Their dynamic changes with the introductions of She (the stone cold, Finnish Italian fox Anna Falchi). The buxom bombshell plays three different, but identical looking women (technically four if you count her returner form). The first is a beautiful, young widow with a penchant for the ossuary. The second is the second mayor's secretary with a fear of male genitalia. The final version of She is a college student who turns out to be a prostitute. All three of these incarnations have a profound effect on Francesco Dellamorte's mental state. Ultimately, turning him into a man who no longer kills the dead, but the living. As shown when the Grim Reaper appears and tells Dellamorte, "Stop killing the dead. They're mine. If you don't want the dead coming back to life, why don't you just kill the living, shoot them in the head? Are you listening to me?" Indeed he does, as he eventually drives into town and goes on a killing spree; shooting the local youths who mocked him for supposedly being impotent.

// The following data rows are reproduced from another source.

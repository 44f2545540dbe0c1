use std::path::PathBuf;
use std::process;

use clap::{Parser, Subcommand};
use colored::*;
use reqtrack_cli::{run_server, ServeOptions};
use tracing_subscriber::EnvFilter;

#[derive(Parser)]
#[command(name = "reqtrack")]
#[command(about = "reqtrack - requirements, ideas and change requests")]
#[command(version)]
struct Cli {
    #[command(subcommand)]
    command: Commands,
}

#[derive(Subcommand)]
enum Commands {
    /// Start the HTTP API server
    Serve {
        /// Port to listen on (overrides PORT)
        #[arg(long)]
        port: Option<u16>,
        /// SQLite database file (overrides DATABASE_PATH)
        #[arg(long, conflicts_with = "in_memory")]
        database: Option<PathBuf>,
        /// Keep all data in memory for the lifetime of the process
        #[arg(long)]
        in_memory: bool,
    },
}

#[tokio::main]
async fn main() {
    tracing_subscriber::fmt()
        .with_env_filter(
            EnvFilter::try_from_default_env().unwrap_or_else(|_| EnvFilter::new("info")),
        )
        .with_target(false)
        .compact()
        .init();

    let cli = Cli::parse();

    let result = match cli.command {
        Commands::Serve {
            port,
            database,
            in_memory,
        } => {
            println!("{}", "Starting reqtrack server...".green().bold());
            run_server(ServeOptions {
                port,
                database,
                in_memory,
            })
            .await
        }
    };

    if let Err(e) = result {
        eprintln!("{} {:#}", "Error:".red().bold(), e);
        process::exit(1);
    }
}
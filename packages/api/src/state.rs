// ABOUTME: Shared state handed to every API handler
// ABOUTME: SQLite pool, one storage per entity and the optional generation service

use std::sync::Arc;

use reqtrack_ai::{GenerationService, Generator};
use reqtrack_ideas::IdeaStorage;
use reqtrack_projects::{DocumentStorage, ProjectStorage, StakeholderStorage};
use reqtrack_requirements::{ChangeRequestStorage, RequirementStorage};
use reqtrack_storage::StatusHistoryStorage;
use sqlx::SqlitePool;

#[derive(Clone)]
pub struct DbState {
    pub pool: SqlitePool,
    pub project_storage: Arc<ProjectStorage>,
    pub stakeholder_storage: Arc<StakeholderStorage>,
    pub document_storage: Arc<DocumentStorage>,
    pub idea_storage: Arc<IdeaStorage>,
    pub requirement_storage: Arc<RequirementStorage>,
    pub change_request_storage: Arc<ChangeRequestStorage>,
    pub history_storage: Arc<StatusHistoryStorage>,
    /// None when no generator is configured; AI routes answer 503
    pub generation: Option<Arc<GenerationService>>,
}

impl DbState {
    pub fn new(pool: SqlitePool) -> Self {
        Self {
            project_storage: Arc::new(ProjectStorage::new(pool.clone())),
            stakeholder_storage: Arc::new(StakeholderStorage::new(pool.clone())),
            document_storage: Arc::new(DocumentStorage::new(pool.clone())),
            idea_storage: Arc::new(IdeaStorage::new(pool.clone())),
            requirement_storage: Arc::new(RequirementStorage::new(pool.clone())),
            change_request_storage: Arc::new(ChangeRequestStorage::new(pool.clone())),
            history_storage: Arc::new(StatusHistoryStorage::new(pool.clone())),
            generation: None,
            pool,
        }
    }

    pub fn with_generator(mut self, generator: Arc<dyn Generator>) -> Self {
        self.generation = Some(Arc::new(GenerationService::new(
            self.pool.clone(),
            generator,
        )));
        self
    }
}
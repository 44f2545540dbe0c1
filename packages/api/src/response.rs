// ABOUTME: Shared API response envelope
// ABOUTME: Every success is wrapped as {success, data, error}

use axum::{
    http::StatusCode,
    response::{IntoResponse, Json, Response},
};
use serde::Serialize;

use crate::error::AppError;

/// Standard API response wrapper
#[derive(Debug, Serialize)]
pub struct ApiResponse<T> {
    pub success: bool,
    pub data: Option<T>,
    pub error: Option<String>,
}

impl<T> ApiResponse<T> {
    pub fn success(data: T) -> Self {
        ApiResponse {
            success: true,
            data: Some(data),
            error: None,
        }
    }
}

pub type ApiResult = Result<Response, AppError>;

pub fn ok<T: Serialize>(data: T) -> ApiResult {
    Ok((StatusCode::OK, Json(ApiResponse::success(data))).into_response())
}

pub fn created<T: Serialize>(data: T) -> ApiResult {
    Ok((StatusCode::CREATED, Json(ApiResponse::success(data))).into_response())
}

/// Body returned by delete endpoints
#[derive(Debug, Serialize)]
pub struct Deleted {
    pub id: String,
}

pub fn deleted(id: impl Into<String>) -> ApiResult {
    ok(Deleted { id: id.into() })
}
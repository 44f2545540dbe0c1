// ABOUTME: Requirements with version lineage and the change request workflow
// ABOUTME: Keeps exactly one current version per requirement across every mutation

pub mod change_requests;
pub mod lineage;
pub mod storage;
pub mod types;

pub use change_requests::ChangeRequestStorage;
pub use storage::RequirementStorage;
pub use types::{
    ApproveInput, ChangeRequest, ChangeRequestCreateInput, ChangeRequestFilter,
    ChangeRequestStatus, ChangeRequestUpdateInput, ForceStatusInput, ImplementInput,
    RejectInput, Requirement, RequirementCreateInput, RequirementStatus, RequirementType,
    RequirementVersion, RequirementWithVersion, VersionCreateInput, VersionFields,
    VersionPatch, VersionUpdateInput,
};
// ABOUTME: Generator abstraction and the service that persists generated ideas, requirements and change requests
// ABOUTME: The Anthropic-backed generator is the production implementation; tests substitute their own

use std::fmt::Write;
use std::sync::Arc;

use async_trait::async_trait;
use reqtrack_core::require_non_empty;
use reqtrack_ideas::{Idea, IdeaCreateInput, IdeaFilter, IdeaPriority, IdeaStatus, IdeaStorage};
use reqtrack_projects::{ProjectStorage, StakeholderStorage};
use reqtrack_requirements::{
    ChangeRequest, ChangeRequestCreateInput, ChangeRequestStorage, RequirementCreateInput,
    RequirementStorage, RequirementVersion, RequirementWithVersion, VersionFields,
};
use reqtrack_storage::StorageError;
use serde::{Deserialize, Serialize};
use sqlx::SqlitePool;
use thiserror::Error;
use tracing::{info, warn};

use crate::prompts;
use crate::service::{AIService, AIServiceError, AIServiceResult};

/// How many existing ideas and requirements are listed in prompts
const CONTEXT_LIMIT: i64 = 50;

#[derive(Debug, Error)]
pub enum GenerationError {
    #[error(transparent)]
    Ai(#[from] AIServiceError),

    #[error(transparent)]
    Storage(#[from] StorageError),
}

pub type GenerationResult<T> = Result<T, GenerationError>;

/// An idea as proposed by the generator, before it is stored
#[derive(Debug, Clone, Default, PartialEq, Serialize, Deserialize)]
pub struct GeneratedIdea {
    #[serde(default)]
    pub title: Option<String>,
    #[serde(default)]
    pub description: Option<String>,
    #[serde(default)]
    pub category: String,
    #[serde(default)]
    pub priority: IdeaPriority,
    #[serde(default)]
    pub impact: Option<i64>,
    #[serde(default)]
    pub confidence: Option<i64>,
    #[serde(default)]
    pub effort: Option<i64>,
    #[serde(default)]
    pub conflicts: Option<String>,
    #[serde(default)]
    pub dependencies: Option<String>,
}

#[derive(Debug, Deserialize)]
struct ExtractedIdeas {
    ideas: Vec<GeneratedIdea>,
}

#[derive(Debug, Deserialize)]
struct DerivedRequirements {
    requirements: Vec<VersionFields>,
}

/// Descriptive fields of a generated change request
#[derive(Debug, Clone, PartialEq, Serialize, Deserialize)]
pub struct DraftedChangeRequest {
    #[serde(default)]
    pub title: Option<String>,
    pub summary: String,
    #[serde(default)]
    pub cost: Option<String>,
    #[serde(default)]
    pub benefit: Option<String>,
}

/// What the generator is told about the project
#[derive(Debug, Clone, Default)]
pub struct ProjectContext {
    pub project_title: String,
    pub idea_titles: Vec<String>,
    pub requirement_titles: Vec<String>,
}

impl ProjectContext {
    pub fn render(&self) -> String {
        let mut out = format!("# Project context\nProject: {}\n", self.project_title);
        for (heading, titles) in [
            ("Existing ideas", &self.idea_titles),
            ("Existing requirements", &self.requirement_titles),
        ] {
            let _ = writeln!(out, "\n## {}", heading);
            if titles.is_empty() {
                out.push_str("(none)\n");
            }
            for title in titles {
                let _ = writeln!(out, "- {}", title);
            }
        }
        out
    }
}

#[async_trait]
pub trait Generator: Send + Sync {
    async fn extract_ideas(
        &self,
        text: &str,
        context: &ProjectContext,
    ) -> AIServiceResult<Vec<GeneratedIdea>>;

    async fn derive_requirements(
        &self,
        ideas: &[Idea],
        context: &ProjectContext,
    ) -> AIServiceResult<Vec<VersionFields>>;

    async fn draft_change_request(
        &self,
        base: &RequirementVersion,
        proposed: &RequirementVersion,
        context: &ProjectContext,
    ) -> AIServiceResult<DraftedChangeRequest>;
}

/// Generator backed by the Anthropic Messages API
pub struct AnthropicGenerator {
    service: AIService,
}

impl AnthropicGenerator {
    pub fn new(service: AIService) -> Self {
        Self { service }
    }
}

#[async_trait]
impl Generator for AnthropicGenerator {
    async fn extract_ideas(
        &self,
        text: &str,
        context: &ProjectContext,
    ) -> AIServiceResult<Vec<GeneratedIdea>> {
        let response = self
            .service
            .generate_structured::<ExtractedIdeas>(
                prompts::extract_ideas_prompt(text, context),
                Some(prompts::EXTRACT_IDEAS_SYSTEM.to_string()),
            )
            .await?;
        info!(
            "Extracted {} ideas ({} tokens)",
            response.data.ideas.len(),
            response.usage.total_tokens()
        );
        Ok(response.data.ideas)
    }

    async fn derive_requirements(
        &self,
        ideas: &[Idea],
        context: &ProjectContext,
    ) -> AIServiceResult<Vec<VersionFields>> {
        let response = self
            .service
            .generate_structured::<DerivedRequirements>(
                prompts::derive_requirements_prompt(ideas, context),
                Some(prompts::DERIVE_REQUIREMENTS_SYSTEM.to_string()),
            )
            .await?;
        info!(
            "Derived {} requirements ({} tokens)",
            response.data.requirements.len(),
            response.usage.total_tokens()
        );
        Ok(response.data.requirements)
    }

    async fn draft_change_request(
        &self,
        base: &RequirementVersion,
        proposed: &RequirementVersion,
        context: &ProjectContext,
    ) -> AIServiceResult<DraftedChangeRequest> {
        let response = self
            .service
            .generate_structured::<DraftedChangeRequest>(
                prompts::draft_change_request_prompt(base, proposed, context),
                Some(prompts::DRAFT_CHANGE_REQUEST_SYSTEM.to_string()),
            )
            .await?;
        Ok(response.data)
    }
}

/// Runs a generator against the store and persists what it produces
pub struct GenerationService {
    pool: SqlitePool,
    generator: Arc<dyn Generator>,
}

impl GenerationService {
    pub fn new(pool: SqlitePool, generator: Arc<dyn Generator>) -> Self {
        Self { pool, generator }
    }

    /// Extract ideas from free text and store them as PROPOSED.
    ///
    /// Without explicit ids the first project and its first stakeholder
    /// are used.
    pub async fn generate_ideas(
        &self,
        text: &str,
        project_id: Option<&str>,
        stakeholder_id: Option<&str>,
    ) -> GenerationResult<Vec<Idea>> {
        if let Some(error) = require_non_empty("text", text) {
            return Err(StorageError::Validation(vec![error]).into());
        }

        let projects = ProjectStorage::new(self.pool.clone());
        let project = match project_id {
            Some(id) => projects.get_project(id).await?,
            None => projects
                .first_project()
                .await?
                .ok_or_else(|| StorageError::NotFound("Project".to_string()))?,
        };

        let stakeholders = StakeholderStorage::new(self.pool.clone());
        let stakeholder = match stakeholder_id {
            Some(id) => stakeholders.get_stakeholder(id).await?,
            None => stakeholders
                .first_for_project(&project.id)
                .await?
                .ok_or_else(|| {
                    StorageError::NotFound(format!("Stakeholder for project '{}'", project.id))
                })?,
        };

        let context = self.context(&project.id, &project.title).await?;
        let generated = self.generator.extract_ideas(text, &context).await?;

        let inputs: Vec<IdeaCreateInput> = generated
            .into_iter()
            .map(|idea| IdeaCreateInput {
                project_id: project.id.clone(),
                stakeholder_id: stakeholder.id.clone(),
                title: idea.title,
                description: idea.description,
                category: if idea.category.trim().is_empty() {
                    "general".to_string()
                } else {
                    idea.category
                },
                conflicts: idea.conflicts,
                dependencies: idea.dependencies,
                status: IdeaStatus::Proposed,
                priority: idea.priority,
                impact: idea.impact.map(|v| v.clamp(0, 10)),
                confidence: idea.confidence.map(|v| v.clamp(0, 10)),
                effort: idea.effort.map(|v| v.clamp(1, 10)),
            })
            .collect();

        let created = IdeaStorage::new(self.pool.clone())
            .create_ideas(inputs)
            .await?;

        info!(
            "Generated {} ideas for project {}",
            created.len(),
            project.id
        );
        Ok(created)
    }

    /// Derive requirements from stored ideas.
    ///
    /// Unknown idea ids are skipped. Every requirement is linked to all the
    /// source ideas and owned by the first idea's stakeholder.
    pub async fn generate_requirements(
        &self,
        idea_ids: &[String],
    ) -> GenerationResult<Vec<RequirementWithVersion>> {
        let ideas = IdeaStorage::new(self.pool.clone())
            .get_existing(idea_ids)
            .await?;
        let first = ideas
            .first()
            .ok_or_else(|| StorageError::NotFound("Ideas".to_string()))?;

        if ideas.len() < idea_ids.len() {
            warn!(
                "Skipping {} unknown idea ids",
                idea_ids.len() - ideas.len()
            );
        }

        let project = ProjectStorage::new(self.pool.clone())
            .get_project(&first.project_id)
            .await?;
        let context = self.context(&project.id, &project.title).await?;
        let generated = self.generator.derive_requirements(&ideas, &context).await?;

        let inputs = generated
            .into_iter()
            .map(|mut fields| {
                fields.priority = fields.priority.clamp(1, 5);
                RequirementCreateInput {
                    project_id: project.id.clone(),
                    stakeholder_id: first.stakeholder_id.clone(),
                    initial_version: fields,
                }
            })
            .collect();
        let idea_ids: Vec<String> = ideas.iter().map(|idea| idea.id.clone()).collect();
        let created = RequirementStorage::new(self.pool.clone())
            .create_requirements(inputs, &idea_ids)
            .await?;

        info!(
            "Generated {} requirements from {} ideas",
            created.len(),
            ideas.len()
        );
        Ok(created)
    }

    /// Draft a PENDING change request describing the step from `base` to `next`
    pub async fn generate_change_request(
        &self,
        requirement_id: &str,
        base_version_id: &str,
        next_version_id: &str,
    ) -> GenerationResult<ChangeRequest> {
        let requirements = RequirementStorage::new(self.pool.clone());
        let requirement = requirements.get_requirement(requirement_id).await?;
        let base = requirements.get_version(requirement_id, base_version_id).await?;
        let next = requirements.get_version(requirement_id, next_version_id).await?;

        let project = ProjectStorage::new(self.pool.clone())
            .get_project(&requirement.requirement.project_id)
            .await?;
        let context = self.context(&project.id, &project.title).await?;
        let drafted = self
            .generator
            .draft_change_request(&base, &next, &context)
            .await?;

        let change_request = ChangeRequestStorage::new(self.pool.clone())
            .create_change_request(ChangeRequestCreateInput {
                requirement_id: requirement_id.to_string(),
                stakeholder_id: next.stakeholder_id.clone(),
                base_version_id: base.id.clone(),
                next_version_id: Some(next.id.clone()),
                title: drafted.title,
                summary: drafted.summary,
                cost: drafted.cost,
                benefit: drafted.benefit,
                proposed_changes: None,
            })
            .await?;

        Ok(change_request)
    }

    async fn context(&self, project_id: &str, project_title: &str) -> GenerationResult<ProjectContext> {
        let filter = IdeaFilter {
            project_id: Some(project_id.to_string()),
            ..Default::default()
        };
        let (ideas, _) = IdeaStorage::new(self.pool.clone())
            .list_ideas(&filter, CONTEXT_LIMIT, 0)
            .await?;
        let (requirements, _) = RequirementStorage::new(self.pool.clone())
            .list_requirements(Some(project_id), CONTEXT_LIMIT, 0)
            .await?;

        Ok(ProjectContext {
            project_title: project_title.to_string(),
            idea_titles: ideas
                .into_iter()
                .map(|idea| idea.title.unwrap_or(idea.category))
                .collect(),
            requirement_titles: requirements
                .into_iter()
                .filter_map(|r| r.current_version.map(|v| v.title))
                .collect(),
        })
    }
}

Structurally, Dellamorte Dellamore is top heavy (not a pun on Falchi's fantastic topless scenes*) as the first incarnation of She consumes the first hour of the film. The other versions of the alluring femme and their impact in the film, run far shorter. They're all pivotal, however, as they're key triggers to the decline of Dellamorte's deteriorating mental state. There is of course Gnagi's sideplot, where he falls for the career obsessed mayor's daughter. Dead or alive; she's still only fourteen years old, regardless of Gnagi believing he is also a child. Back on topic, the film does manage to work really well, despite its absurdity. It's largely due to its uniqueness and its surreal, dreamlike quality; everything feels and behaves so out-of-wack, that any flaw might come across as intentional by Michele Soavi. A notable reason why Dellamorte Dellamore is given the clichéd description as being Lynchian. Although, Italain horror has always had its own eccentricities and general weirdness well before the term was ever coined.

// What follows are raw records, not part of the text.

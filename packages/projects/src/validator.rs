use reqtrack_core::{require_non_empty, ValidationError, ValidationErrors};

use crate::types::{
    ProjectCreateInput, ProjectUpdateInput, StakeholderCreateInput, StakeholderUpdateInput,
};

pub fn validate_project_create(input: &ProjectCreateInput) -> Result<(), Vec<ValidationError>> {
    let mut errors = ValidationErrors::new();
    errors.extend(require_non_empty("title", &input.title));
    errors.into_result()
}

pub fn validate_project_update(input: &ProjectUpdateInput) -> Result<(), Vec<ValidationError>> {
    let mut errors = ValidationErrors::new();
    if let Some(title) = &input.title {
        errors.extend(require_non_empty("title", title));
    }
    errors.into_result()
}

pub fn validate_stakeholder_create(
    input: &StakeholderCreateInput,
) -> Result<(), Vec<ValidationError>> {
    let mut errors = ValidationErrors::new();
    errors.extend(require_non_empty("name", &input.name));
    errors.extend(require_non_empty("email", &input.email));
    errors.extend(require_non_empty("role", &input.role));
    if !input.email.trim().is_empty() && !input.email.contains('@') {
        errors.push(ValidationError::new("email", "email must contain '@'"));
    }
    errors.into_result()
}

pub fn validate_stakeholder_update(
    input: &StakeholderUpdateInput,
) -> Result<(), Vec<ValidationError>> {
    let mut errors = ValidationErrors::new();
    for (field, value) in [
        ("name", &input.name),
        ("email", &input.email),
        ("role", &input.role),
    ] {
        if let Some(value) = value {
            errors.extend(require_non_empty(field, value));
        }
    }
    if let Some(email) = &input.email {
        if !email.trim().is_empty() && !email.contains('@') {
            errors.push(ValidationError::new("email", "email must contain '@'"));
        }
    }
    errors.into_result()
}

In terms of the film's visual style, it's a veritable mix of vintage Sam Raimi and early Peter Jackson; particularly many of the nocturnal graveyard scenes. Mauro Marchetti's stunning cinematography easily elevates the film above most other '90s horror films, let alone the barely functioning Italian horror industry at the time. Soavi, a fan of classic fine art and recreating them in his films, creates a homage to one during the ossuary scene, where Dellamorte has his head wrapped in a scarf, passionately kissing a veiled She; an obvious reference to Rene Magritte's The Lovers II. Other films also get the referential treatmentl  the most blatant being the snow globe from Orson Welles's Citizen Kane (1941). A totally obscure one, is Dellamorte constantly mistaken for an engineer; a reference to David Hemming's character in Dario Argento's Deep Red (1975). Of course, Soavi was no stranger to referencing grand pieces of art with his directorial debut, the Euro-slasher Stagefright (1987); a classic horror in its own right.

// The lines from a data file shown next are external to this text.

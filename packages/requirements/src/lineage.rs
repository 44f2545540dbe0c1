// ABOUTME: Transaction-scoped building blocks for requirement version lineage
// ABOUTME: Version insertion, promotion and the one-current-version check, all on an open connection

use chrono::Utc;
use reqtrack_storage::StorageError;
use sqlx::SqliteConnection;
use tracing::debug;

use crate::types::{RequirementVersion, VersionFields};

/// Load a version and make sure it belongs to `requirement_id`
pub async fn version_of(
    conn: &mut SqliteConnection,
    requirement_id: &str,
    version_id: &str,
) -> Result<RequirementVersion, StorageError> {
    let version = sqlx::query_as::<_, RequirementVersion>(
        "SELECT * FROM requirement_versions WHERE id = ? AND requirement_id = ?",
    )
    .bind(version_id)
    .bind(requirement_id)
    .fetch_optional(&mut *conn)
    .await
    .map_err(StorageError::Sqlx)?;

    version.ok_or_else(|| {
        StorageError::NotFound(format!(
            "Version '{}' of requirement '{}'",
            version_id, requirement_id
        ))
    })
}

/// Insert the next version of a requirement.
///
/// The number comes from the requirement's `last_version_number` counter,
/// so numbers stay monotonic even after versions are deleted.
pub async fn insert_version(
    conn: &mut SqliteConnection,
    requirement_id: &str,
    stakeholder_id: &str,
    fields: &VersionFields,
    is_current: bool,
) -> Result<RequirementVersion, StorageError> {
    let now = Utc::now();

    let version_number: i64 = sqlx::query_scalar(
        r#"
        UPDATE requirements
        SET last_version_number = last_version_number + 1, updated_at = ?
        WHERE id = ?
        RETURNING last_version_number
        "#,
    )
    .bind(now)
    .bind(requirement_id)
    .fetch_optional(&mut *conn)
    .await
    .map_err(StorageError::Sqlx)?
    .ok_or_else(|| StorageError::not_found("Requirement", requirement_id))?;

    let version_id = reqtrack_core::generate_id("ver");

    debug!(
        "Inserting version {} of requirement {} ({})",
        version_number, requirement_id, version_id
    );

    sqlx::query_as::<_, RequirementVersion>(
        r#"
        INSERT INTO requirement_versions (
            id, requirement_id, stakeholder_id, version_number, title, description,
            category, type, status, priority, conflicts, dependencies, is_current,
            created_at, updated_at
        )
        VALUES (?, ?, ?, ?, ?, ?, ?, ?, ?, ?, ?, ?, ?, ?, ?)
        RETURNING *
        "#,
    )
    .bind(&version_id)
    .bind(requirement_id)
    .bind(stakeholder_id)
    .bind(version_number)
    .bind(fields.title.trim())
    .bind(fields.description.trim())
    .bind(fields.category.trim())
    .bind(fields.req_type)
    .bind(fields.status)
    .bind(fields.priority)
    .bind(&fields.conflicts)
    .bind(&fields.dependencies)
    .bind(is_current)
    .bind(now)
    .bind(now)
    .fetch_one(&mut *conn)
    .await
    .map_err(StorageError::Sqlx)
}

/// Make `version_id` the only current version and point the requirement at it
pub async fn promote(
    conn: &mut SqliteConnection,
    requirement_id: &str,
    version_id: &str,
) -> Result<(), StorageError> {
    version_of(conn, requirement_id, version_id).await?;

    debug!("Promoting version {} of requirement {}", version_id, requirement_id);

    let now = Utc::now();

    // Clear first: the partial unique index allows one current row at a time
    sqlx::query(
        "UPDATE requirement_versions SET is_current = 0, updated_at = ? WHERE requirement_id = ? AND is_current = 1 AND id != ?",
    )
    .bind(now)
    .bind(requirement_id)
    .bind(version_id)
    .execute(&mut *conn)
    .await
    .map_err(StorageError::Sqlx)?;

    sqlx::query("UPDATE requirement_versions SET is_current = 1, updated_at = ? WHERE id = ?")
        .bind(now)
        .bind(version_id)
        .execute(&mut *conn)
        .await
        .map_err(StorageError::Sqlx)?;

    sqlx::query("UPDATE requirements SET current_version_id = ?, updated_at = ? WHERE id = ?")
        .bind(version_id)
        .bind(now)
        .bind(requirement_id)
        .execute(&mut *conn)
        .await
        .map_err(StorageError::Sqlx)?;

    Ok(())
}

/// Check that exactly one version is current and the requirement points at it
pub async fn verify(conn: &mut SqliteConnection, requirement_id: &str) -> Result<(), StorageError> {
    let pointer: Option<Option<String>> =
        sqlx::query_scalar("SELECT current_version_id FROM requirements WHERE id = ?")
            .bind(requirement_id)
            .fetch_optional(&mut *conn)
            .await
            .map_err(StorageError::Sqlx)?;

    let pointer = pointer.ok_or_else(|| StorageError::not_found("Requirement", requirement_id))?;

    let current: Vec<String> = sqlx::query_scalar(
        "SELECT id FROM requirement_versions WHERE requirement_id = ? AND is_current = 1",
    )
    .bind(requirement_id)
    .fetch_all(&mut *conn)
    .await
    .map_err(StorageError::Sqlx)?;

    match (current.as_slice(), pointer.as_deref()) {
        ([only], Some(pointed)) if only == pointed => Ok(()),
        _ => Err(StorageError::InvariantViolation(format!(
            "requirement {} has current versions {:?} but points at {:?}",
            requirement_id, current, pointer
        ))),
    }
}

/// The current version of a requirement, if it has one
pub async fn current_version(
    conn: &mut SqliteConnection,
    requirement_id: &str,
) -> Result<Option<RequirementVersion>, StorageError> {
    sqlx::query_as::<_, RequirementVersion>(
        "SELECT * FROM requirement_versions WHERE requirement_id = ? AND is_current = 1",
    )
    .bind(requirement_id)
    .fetch_optional(&mut *conn)
    .await
    .map_err(StorageError::Sqlx)
}

/// Ids of the ideas linked to a requirement
pub async fn idea_ids(
    conn: &mut SqliteConnection,
    requirement_id: &str,
) -> Result<Vec<String>, StorageError> {
    sqlx::query_scalar(
        "SELECT idea_id FROM requirement_ideas WHERE requirement_id = ? ORDER BY idea_id",
    )
    .bind(requirement_id)
    .fetch_all(&mut *conn)
    .await
    .map_err(StorageError::Sqlx)
}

Perhaps the film's greatest achievement is Rupert Everett being in it, playing it thoroughly emo, yet defying the odds and being the superb lead. Easily his best film. Witnessing him shoot dumdum bullets into the undead while acting thoroughly morose is how I would imagine Ash J. William would be if he was a poncey English bloke. Everett is also the common element that keeps the film flowing and compelling, regardless of its incoherent plot. He bridges all the on-screen insanity from one scene to the next, from his comedic scenes with Hadji-Lazaro's Gnagi, to his doomed romances with Falchi's multiples of She; it's thoroughly entertaining.

Bottom line - Dellamorte Dellamore is a classic, yet sadly perfect swan song as the last great Italian horror. It's also tragic Soavi never helmed any other theatrical films afterwards and retreated into TV work, as he stepped out of the shadow of being Dario Argento's protégé and proved to possess his own unique style and talent. The Italian film industry was in dire straits at the time, and all the great directors were well past their primes, which makes Soavi an important name in the canon of Italian horror for being responsible for its last great entry.

*Can't link any of the multiple screenshots I took of Anna Falchi's topless scenes as Imgur deleted them. The philistines.